Repeat each entry verbatim.

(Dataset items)

===

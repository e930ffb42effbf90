use api_problem::{Problem, ProblemResponse};
use axum::http::StatusCode;

use crate::domain::error::DomainError;

/// Helper to create a ProblemResponse with less boilerplate
pub fn from_parts(
    status: StatusCode,
    code: &str,
    title: &str,
    detail: impl Into<String>,
    instance: &str,
) -> ProblemResponse {
    let problem = Problem::new(status, title, detail)
        .with_type(format!("https://errors.memora.app/{}", code))
        .with_code(code)
        .with_instance(instance);

    let problem = if let Some(id) = tracing::Span::current().id() {
        problem.with_request_id(id.into_u64().to_string())
    } else {
        problem
    };

    ProblemResponse(problem)
}

/// Map domain error to RFC9457 ProblemResponse
pub fn map_domain_error(e: &DomainError, instance: &str) -> ProblemResponse {
    use DomainError::*;
    match e {
        MissingField { .. }
        | Validation { .. }
        | InvalidEmail { .. }
        | TermsNotAccepted => from_parts(
            StatusCode::BAD_REQUEST,
            "ACCOUNTS_VALIDATION",
            "Validation error",
            format!("{}", e),
            instance,
        ),
        EmailAlreadyExists { email } => from_parts(
            StatusCode::CONFLICT,
            "ACCOUNTS_EMAIL_CONFLICT",
            "Email already exists",
            format!("An account with email '{}' already exists", email),
            instance,
        ),
        EmailInUse { email } => from_parts(
            StatusCode::BAD_REQUEST,
            "ACCOUNTS_EMAIL_IN_USE",
            "Email in use",
            format!("Email '{}' is already in use", email),
            instance,
        ),
        InvalidFamilyCode { code } => from_parts(
            StatusCode::BAD_REQUEST,
            "ACCOUNTS_INVALID_FAMILY_CODE",
            "Invalid family code",
            format!("Family code '{}' does not resolve", code),
            instance,
        ),
        UserNotFound { id } => from_parts(
            StatusCode::NOT_FOUND,
            "ACCOUNTS_NOT_FOUND",
            "User not found",
            format!("User with id {} was not found", id),
            instance,
        ),
        FamilyLinkNotFound => from_parts(
            StatusCode::NOT_FOUND,
            "ACCOUNTS_LINK_NOT_FOUND",
            "Family link not found",
            "No family link exists for this user",
            instance,
        ),
        InvalidStatus { value } => from_parts(
            StatusCode::BAD_REQUEST,
            "ACCOUNTS_INVALID_STATUS",
            "Invalid status",
            format!("'{}' is not a valid family link status", value),
            instance,
        ),
        InvalidCredentials => from_parts(
            StatusCode::UNAUTHORIZED,
            "ACCOUNTS_INVALID_CREDENTIALS",
            "Unauthorized",
            // One message for unknown email and wrong password.
            "Invalid email or password",
            instance,
        ),
        CooldownActive { retry_in_secs } => from_parts(
            StatusCode::TOO_MANY_REQUESTS,
            "ACCOUNTS_EMAIL_CHANGE_COOLDOWN",
            "Too many requests",
            format!(
                "A confirmation email was sent recently; retry in {}s",
                retry_in_secs
            ),
            instance,
        ),
        NoPendingRequest => from_parts(
            StatusCode::BAD_REQUEST,
            "ACCOUNTS_NO_PENDING_REQUEST",
            "No pending request",
            "No pending email change request exists",
            instance,
        ),
        CodeExpired => from_parts(
            StatusCode::BAD_REQUEST,
            "ACCOUNTS_CODE_EXPIRED",
            "Code expired",
            "The confirmation code has expired; request a new one",
            instance,
        ),
        CodeMismatch => from_parts(
            StatusCode::BAD_REQUEST,
            "ACCOUNTS_CODE_MISMATCH",
            "Invalid code",
            "The confirmation code does not match",
            instance,
        ),
        InvalidToken => from_parts(
            StatusCode::UNAUTHORIZED,
            "ACCOUNTS_INVALID_TOKEN",
            "Unauthorized",
            "Invalid or expired bearer token",
            instance,
        ),
        NotAccountOwner => from_parts(
            StatusCode::FORBIDDEN,
            "ACCOUNTS_FORBIDDEN",
            "Forbidden",
            "Token subject does not match the requested account",
            instance,
        ),
        AvatarTooLarge { size, max } => from_parts(
            StatusCode::BAD_REQUEST,
            "ACCOUNTS_AVATAR_TOO_LARGE",
            "Avatar too large",
            format!("Avatar is {} bytes (max: {})", size, max),
            instance,
        ),
        UnsupportedMediaType { mime } => from_parts(
            StatusCode::BAD_REQUEST,
            "ACCOUNTS_UNSUPPORTED_MEDIA_TYPE",
            "Unsupported media type",
            format!("'{}' is not an image content type", mime),
            instance,
        ),
        Identity { .. } | Upstream { .. } | Database { .. } => {
            // Log the internal details but keep the client message generic.
            tracing::error!(error = ?e, "Downstream failure");
            from_parts(
                StatusCode::INTERNAL_SERVER_ERROR,
                "ACCOUNTS_INTERNAL",
                "Internal error",
                "An internal error occurred",
                instance,
            )
        }
    }
}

===

• RESULT BELOW
repository e930ffb42effbf90
use api_problem::{Problem, ProblemResponse};
use axum::http::StatusCode;

use crate::domain::error::DomainError;

/// Helper to create a ProblemResponse with less boilerplate
pub fn from_parts(
    status: StatusCode,
    code: &str,
    title: &str,
    detail: impl Into<String>,
    instance: &str,
) -> ProblemResponse {
    let problem = Problem::new(status, title, detail)
        .with_type(format!("https://errors.memora.app/{}", code))
        .with_code(code)
        .with_instance(instance);

    let problem = if let Some(id) = tracing::Span::current().id() {
        problem.with_request_id(id.into_u64().to_string())
    } else {
        problem
    };

    ProblemResponse(problem)
}

/// Map domain error to RFC9457 ProblemResponse
pub fn map_domain_error(e: &DomainError, instance: &str) -> ProblemResponse {
    use DomainError::*;
    match e {
        MissingField { .. }
        | Validation { .. }
        | InvalidEmail { .. }
        | TermsNotAccepted => from_parts(
            StatusCode::BAD_REQUEST,
            "ACCOUNTS_VALIDATION",
            "Validation error",
            format!("{}", e),
            instance,
        ),
        EmailAlreadyExists { email } => from_parts(
            StatusCode::CONFLICT,
            "ACCOUNTS_EMAIL_CONFLICT",
            "Email already exists",
            format!("An account with email '{}' already exists", email),
            instance,
        ),
        EmailInUse { email } => from_parts(
            StatusCode::BAD_REQUEST,
            "ACCOUNTS_EMAIL_IN_USE",
            "Email in use",
            format!("Email '{}' is already in use", email),
            instance,
        ),
        InvalidFamilyCode { code } => from_parts(
            StatusCode::BAD_REQUEST,
            "ACCOUNTS_INVALID_FAMILY_CODE",
            "Invalid family code",
            format!("Family code '{}' does not resolve", code),
            instance,
        ),
        UserNotFound { id } => from_parts(
            StatusCode::NOT_FOUND,
            "ACCOUNTS_NOT_FOUND",
            "User not found",
            format!("User with id {} was not found", id),
            instance,
        ),
        FamilyLinkNotFound => from_parts(
            StatusCode::NOT_FOUND,
            "ACCOUNTS_LINK_NOT_FOUND",
            "Family link not found",
            "No family link exists for this user",
            instance,
        ),
        InvalidStatus { value } => from_parts(
            StatusCode::BAD_REQUEST,
            "ACCOUNTS_INVALID_STATUS",
            "Invalid status",
            format!("'{}' is not a valid family link status", value),
            instance,
        ),
        InvalidCredentials => from_parts(
            StatusCode::UNAUTHORIZED,
            "ACCOUNTS_INVALID_CREDENTIALS",
            "Unauthorized",
            // One message for unknown email and wrong password.
            "Invalid email or password",
            instance,
        ),
        CooldownActive { retry_in_secs } => from_parts(
            StatusCode::TOO_MANY_REQUESTS,
            "ACCOUNTS_EMAIL_CHANGE_COOLDOWN",
            "Too many requests",
            format!(
                "A confirmation email was sent recently; retry in {}s",
                retry_in_secs
            ),
            instance,
        ),
        NoPendingRequest => from_parts(
            StatusCode::BAD_REQUEST,
            "ACCOUNTS_NO_PENDING_REQUEST",
            "No pending request",
            "No pending email change request exists",
            instance,
        ),
        CodeExpired => from_parts(
            StatusCode::BAD_REQUEST,
            "ACCOUNTS_CODE_EXPIRED",
            "Code expired",
            "The confirmation code has expired; request a new one",
            instance,
        ),
        CodeMismatch => from_parts(
            StatusCode::BAD_REQUEST,
            "ACCOUNTS_CODE_MISMATCH",
            "Invalid code",
            "The confirmation code does not match",
            instance,
        ),
        InvalidToken => from_parts(
            StatusCode::UNAUTHORIZED,
            "ACCOUNTS_INVALID_TOKEN",
            "Unauthorized",
            "Invalid or expired bearer token",
            instance,
        ),
        NotAccountOwner => from_parts(
            StatusCode::FORBIDDEN,
            "ACCOUNTS_FORBIDDEN",
            "Forbidden",
            "Token subject does not match the requested account",
            instance,
        ),
        AvatarTooLarge { size, max } => from_parts(
            StatusCode::BAD_REQUEST,
            "ACCOUNTS_AVATAR_TOO_LARGE",
            "Avatar too large",
            format!("Avatar is {} bytes (max: {})", size, max),
            instance,
        ),
        UnsupportedMediaType { mime } => from_parts(
            StatusCode::BAD_REQUEST,
            "ACCOUNTS_UNSUPPORTED_MEDIA_TYPE",
            "Unsupported media type",
            format!("'{}' is not an image content type", mime),
            instance,
        ),
        Identity { .. } | Upstream { .. } | Database { .. } => {
            // Log the internal details but keep the client message generic.
            tracing::error!(error = ?e, "Downstream failure");
            from_parts(
                StatusCode::INTERNAL_SERVER_ERROR,
                "ACCOUNTS_INTERNAL",
                "Internal error",
                "An internal error occurred",
                instance,
            )
        }
    }
}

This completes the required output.